A condição essencial para a liberdade no estado moderno está, com efeito, acima de tudo, na independência das instituições que guardam, aplicam e promovem o saber humano, isto é, as profissões chamadas liberais e a universidade, em face do Estado, ao qual cabe velar por elas, mas jamais interferir em sua área de ação ou na consciência profissional dos seus agentes.

Formulado, com efeito, o pensamento racional e estabelecidas as bases para a descoberta e revisão constante do saber, o homem livre passou a ser o que realmente não se submete senão ao comando dêste saber que opera pela persuasão e o convencimento, e ao do Estado, que detém o poder de compulsão, mas sòmente no limite em que êste se subordina ao próprio saber e concretiza, pela lei, expressão do consenso coletivo, aquela experiência mais geral da espécie, que não se identifica pròpriamente com qualquer dos campos especializados do saber ou com as profissões de base científica. O saber organizado constitui, verdadeiramente, a nova fonte do poder humano, dirigindo a ação e a conduta do homem, por intermédio das instituições sociais de sua criação. Pelo saber, pela ciência, obtém o homem poder para a consecução dos seus objetivos vitais e o põe em operação por meio das instituições sociais, cujo progresso promove por meio dêsse mesmo saber, autônomamente organizado e em condições de independência suficiente para se elaborar e renovar constantemente.

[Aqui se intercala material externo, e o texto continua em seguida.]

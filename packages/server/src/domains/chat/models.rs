use anyhow::Result;
use chrono::{DateTime, Utc};
use serde::{Deserialize, Serialize};

use crate::common::{ChatId, ChatMessageId, UserId};
use crate::generation::{ContextMessage, ContextRole};

/// Chat - one user's direct conversation with a model
#[derive(Debug, Clone, Serialize, Deserialize, sqlx::FromRow)]
pub struct Chat {
    pub id: ChatId,
    pub user_id: UserId,
    pub title: String,
    pub model: Option<String>, // falls back to the configured default
    pub created_at: DateTime<Utc>,
    pub updated_at: DateTime<Utc>,
}

/// ChatMessage - one turn of a chat
#[derive(Debug, Clone, Serialize, Deserialize, sqlx::FromRow)]
pub struct ChatMessage {
    pub id: ChatMessageId,
    pub chat_id: ChatId,
    pub role: String, // 'system', 'user', 'assistant'
    pub content: String,
    pub tokens: i64,
    pub model: Option<String>,
    pub created_at: DateTime<Utc>,
}

impl ChatMessage {
    pub fn is_assistant(&self) -> bool {
        self.role == ChatRole::Assistant.as_str()
    }

    /// Context entry for the provider. Unknown roles are sent as user turns.
    pub fn to_context(&self) -> ContextMessage {
        let role = match self.role.parse::<ChatRole>() {
            Ok(ChatRole::System) => ContextRole::System,
            Ok(ChatRole::Assistant) => ContextRole::Assistant,
            Ok(ChatRole::User) | Err(_) => ContextRole::User,
        };
        ContextMessage::new(role, self.content.clone())
    }
}

/// Message role enum
#[derive(Debug, Clone, Copy, Serialize, Deserialize, PartialEq, Eq)]
#[serde(rename_all = "snake_case")]
pub enum ChatRole {
    System,
    User,
    Assistant,
}

impl ChatRole {
    pub fn as_str(&self) -> &'static str {
        match self {
            ChatRole::System => "system",
            ChatRole::User => "user",
            ChatRole::Assistant => "assistant",
        }
    }
}

impl std::fmt::Display for ChatRole {
    fn fmt(&self, f: &mut std::fmt::Formatter<'_>) -> std::fmt::Result {
        f.write_str(self.as_str())
    }
}

impl std::str::FromStr for ChatRole {
    type Err = anyhow::Error;

    fn from_str(s: &str) -> Result<Self> {
        match s {
            "system" => Ok(ChatRole::System),
            "user" => Ok(ChatRole::User),
            "assistant" => Ok(ChatRole::Assistant),
            _ => Err(anyhow::anyhow!("Invalid chat role: {}", s)),
        }
    }
}

/// Row to insert into `chat_messages`
#[derive(Debug, Clone, PartialEq, Eq)]
pub struct NewChatMessage {
    pub id: ChatMessageId,
    pub chat_id: ChatId,
    pub role: ChatRole,
    pub content: String,
    pub tokens: i64,
    pub model: Option<String>,
}

/// Title given to chats created without one
pub const DEFAULT_CHAT_TITLE: &str = "New Chat";

/// Row to insert into `chats`
#[derive(Debug, Clone, PartialEq, Eq)]
pub struct NewChat {
    pub id: ChatId,
    pub user_id: UserId,
    pub title: String,
    pub model: Option<String>,
}

/// Body of `POST /api/chats`
#[derive(Debug, Clone, Default, Deserialize)]
pub struct CreateChat {
    #[serde(default)]
    pub title: Option<String>,
    /// Stored as-is; unset chats use the configured default model
    #[serde(default)]
    pub model: Option<String>,
}

/// Body of `POST /api/chats/:chat_id/messages`
#[derive(Debug, Clone, Deserialize)]
pub struct SendChatMessage {
    pub content: String,
    #[serde(default)]
    pub system_prompt: Option<String>,
}

/// Response of `GET /api/usage`
#[derive(Debug, Clone, Serialize, PartialEq, Eq)]
pub struct UsageSummary {
    pub tokens_used: i64,
    pub tokens_limit: i64,
    pub has_capacity: bool,
    pub is_unlimited: bool,
}
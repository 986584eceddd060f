// Relay - real-time delivery core
//
// Pushes messenger events to connected clients over WebSockets and streams
// model replies to chat clients as they are generated.
//
// Domain logic lives in domains/*; the connection registry and session pumps
// live in realtime/; the model stream pipeline lives in generation/.

pub mod common;
pub mod config;
pub mod domains;
pub mod generation;
pub mod kernel;
pub mod realtime;
pub mod server;

pub use config::*;
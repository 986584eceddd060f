//! Events pushed to messenger clients over the WebSocket.
//!
//! Serialized as `{"type": "<variant>", "payload": {...}}`.

use serde::Serialize;

use super::models::{ConversationMessage, DeleteScope, Reaction};
use crate::common::{ConversationId, MessageId, UserId};
use crate::realtime::WireEvent;

#[derive(Debug, Clone, PartialEq, Eq, Serialize)]
#[serde(tag = "type", content = "payload", rename_all = "snake_case")]
pub enum MessengerEvent {
    NewMessage(ConversationMessage),
    MessageUpdated(ConversationMessage),
    MessageDeleted(MessageDeleted),
    ReactionAdded(Reaction),
    ReactionRemoved(ReactionRemoved),
    Typing(TypingIndicator),
}

#[derive(Debug, Clone, PartialEq, Eq, Serialize)]
pub struct MessageDeleted {
    pub message_id: MessageId,
    pub conversation_id: ConversationId,
    pub deleted_for: DeleteScope,
}

#[derive(Debug, Clone, PartialEq, Eq, Serialize)]
pub struct ReactionRemoved {
    pub message_id: MessageId,
    pub user_id: UserId,
    pub emoji: String,
}

#[derive(Debug, Clone, PartialEq, Eq, Serialize)]
pub struct TypingIndicator {
    pub conversation_id: ConversationId,
    pub user_id: UserId,
    pub is_typing: bool,
}

impl WireEvent for MessengerEvent {
    fn event_type(&self) -> &'static str {
        match self {
            MessengerEvent::NewMessage(_) => "new_message",
            MessengerEvent::MessageUpdated(_) => "message_updated",
            MessengerEvent::MessageDeleted(_) => "message_deleted",
            MessengerEvent::ReactionAdded(_) => "reaction_added",
            MessengerEvent::ReactionRemoved(_) => "reaction_removed",
            MessengerEvent::Typing(_) => "typing",
        }
    }
}

#[cfg(test)]
mod tests {
    use super::*;

    #[test]
    fn test_type_tag_matches_event_type() {
        let events = vec![
            MessengerEvent::MessageDeleted(MessageDeleted {
                message_id: MessageId::new(),
                conversation_id: ConversationId::new(),
                deleted_for: DeleteScope::Me,
            }),
            MessengerEvent::ReactionRemoved(ReactionRemoved {
                message_id: MessageId::new(),
                user_id: UserId::new(),
                emoji: "👍".into(),
            }),
            MessengerEvent::Typing(TypingIndicator {
                conversation_id: ConversationId::new(),
                user_id: UserId::new(),
                is_typing: true,
            }),
        ];

        for event in events {
            let json = serde_json::to_value(&event).unwrap();
            assert_eq!(json["type"], event.event_type());
            assert!(json["payload"].is_object());
        }
    }

    #[test]
    fn test_delete_scope_wire_form() {
        let event = MessengerEvent::MessageDeleted(MessageDeleted {
            message_id: MessageId::new(),
            conversation_id: ConversationId::new(),
            deleted_for: DeleteScope::Everyone,
        });
        let json = serde_json::to_value(&event).unwrap();
        assert_eq!(json["payload"]["deleted_for"], "everyone");
    }
}
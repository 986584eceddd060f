//! Messenger endpoints. Every change is also pushed to the conversation's
//! connected participants over `/ws`.

use axum::{
    extract::{Extension, Path, Query},
    http::StatusCode,
    Json,
};
use serde::Deserialize;

use crate::common::{ConversationId, MessageId, PageParams};
use crate::domains::messenger::{
    AddReaction, Conversation, ConversationMessage, CreateConversation, DeleteScope, Reaction,
    SendConversationMessage, UpdateConversationMessage,
};
use crate::server::app::AxumAppState;
use crate::server::errors::ApiError;
use crate::server::middleware::AuthUser;

#[derive(Debug, Deserialize)]
pub struct DeleteQuery {
    #[serde(rename = "for", default)]
    scope: DeleteScope,
}

/// POST /api/conversations
pub async fn create_conversation(
    Extension(state): Extension<AxumAppState>,
    user: AuthUser,
    Json(request): Json<CreateConversation>,
) -> Result<(StatusCode, Json<Conversation>), ApiError> {
    let conversation = state
        .deps
        .messenger()
        .create_conversation(user.user_id, request)
        .await?;
    Ok((StatusCode::CREATED, Json(conversation)))
}

/// GET /api/conversations
pub async fn list_conversations(
    Extension(state): Extension<AxumAppState>,
    user: AuthUser,
) -> Result<Json<Vec<Conversation>>, ApiError> {
    let conversations = state
        .deps
        .messenger()
        .list_conversations(user.user_id)
        .await?;
    Ok(Json(conversations))
}

/// GET /api/conversations/:conversation_id/messages?limit=&offset=
pub async fn list_messages(
    Extension(state): Extension<AxumAppState>,
    user: AuthUser,
    Path(conversation_id): Path<ConversationId>,
    Query(page): Query<PageParams>,
) -> Result<Json<Vec<ConversationMessage>>, ApiError> {
    let messages = state
        .deps
        .messenger()
        .list_messages(user.user_id, conversation_id, page.validate())
        .await?;
    Ok(Json(messages))
}

/// POST /api/conversations/:conversation_id/messages
pub async fn send_message(
    Extension(state): Extension<AxumAppState>,
    user: AuthUser,
    Path(conversation_id): Path<ConversationId>,
    Json(request): Json<SendConversationMessage>,
) -> Result<(StatusCode, Json<ConversationMessage>), ApiError> {
    let message = state
        .deps
        .messenger()
        .send_message(user.user_id, conversation_id, request)
        .await?;
    Ok((StatusCode::CREATED, Json(message)))
}

/// PUT /api/messages/:message_id
pub async fn update_message(
    Extension(state): Extension<AxumAppState>,
    user: AuthUser,
    Path(message_id): Path<MessageId>,
    Json(request): Json<UpdateConversationMessage>,
) -> Result<Json<ConversationMessage>, ApiError> {
    let message = state
        .deps
        .messenger()
        .update_message(user.user_id, message_id, request.content)
        .await?;
    Ok(Json(message))
}

/// DELETE /api/messages/:message_id?for=everyone|me
pub async fn delete_message(
    Extension(state): Extension<AxumAppState>,
    user: AuthUser,
    Path(message_id): Path<MessageId>,
    Query(query): Query<DeleteQuery>,
) -> Result<StatusCode, ApiError> {
    state
        .deps
        .messenger()
        .delete_message(user.user_id, message_id, query.scope)
        .await?;
    Ok(StatusCode::NO_CONTENT)
}

/// POST /api/messages/:message_id/reactions
pub async fn add_reaction(
    Extension(state): Extension<AxumAppState>,
    user: AuthUser,
    Path(message_id): Path<MessageId>,
    Json(request): Json<AddReaction>,
) -> Result<(StatusCode, Json<Reaction>), ApiError> {
    let reaction = state
        .deps
        .messenger()
        .add_reaction(user.user_id, message_id, &request.emoji)
        .await?;
    Ok((StatusCode::CREATED, Json(reaction)))
}

/// DELETE /api/messages/:message_id/reactions/:emoji
pub async fn remove_reaction(
    Extension(state): Extension<AxumAppState>,
    user: AuthUser,
    Path((message_id, emoji)): Path<(MessageId, String)>,
) -> Result<StatusCode, ApiError> {
    state
        .deps
        .messenger()
        .remove_reaction(user.user_id, message_id, &emoji)
        .await?;
    Ok(StatusCode::NO_CONTENT)
}

/// POST /api/messages/:message_id/read
pub async fn mark_as_read(
    Extension(state): Extension<AxumAppState>,
    user: AuthUser,
    Path(message_id): Path<MessageId>,
) -> Result<StatusCode, ApiError> {
    state
        .deps
        .messenger()
        .mark_as_read(user.user_id, message_id)
        .await?;
    Ok(StatusCode::NO_CONTENT)
}
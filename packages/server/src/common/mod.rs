// Shared types used across domains
pub mod ids;
pub mod pagination;

pub use ids::*;
pub use pagination::{Page, PageParams};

Nenhum estado moderno deixa de ter consciência dessa condição para a liberdade, mas nem sempre se formula explìcitamente tal condição, nem se define o critério pelo qual se devam delimitar as duas áreas de govêrno, – a do saber, como tal, com a sua fôrça própria, operando por esclarecimento e persuasão, e a da lei como norma coercitiva, imposta pela experiência geral da comunidade. A liberdade é a vida organizada legalmente, mas é, sobretudo, a limitação do âmbito da lei àquilo que representa o mínimo de condições para que ela, a liberdade, se exerça do seu modo supremo, isto é, pela fôrça persuasiva do conhecimento elaborado pelos grupos de homens competentes, a quem sejam confiadas a sua guarda e o seu progresso. Tôdas as vêzes que a lei se exceder e buscar se exercer em terreno ou área que seja de atribuição precípua do conhecimento ou saber, organizados, terá infringido as condições atuais, não só ideológicas, como realistas, da liberdade. Sòmente quando as instituições do saber estão com a sua independência salvaguardada e a livre circulação dêsse saber assegura a conduta deliberada e refletida dos homens e a crítica e revisão constante de suas leis e instituições, é que teremos um regime de liberdade, como o concebeu a inteligência humana naquele minuto de esplendor em que teve, na Grécia, a revelação do seu poder não só de contemplar o mundo, mas de transformá-lo, pela fôrça criadora do conhecimento e consequente invenção de instituições e instrumentos que, realmente, o concretizem e apliquem.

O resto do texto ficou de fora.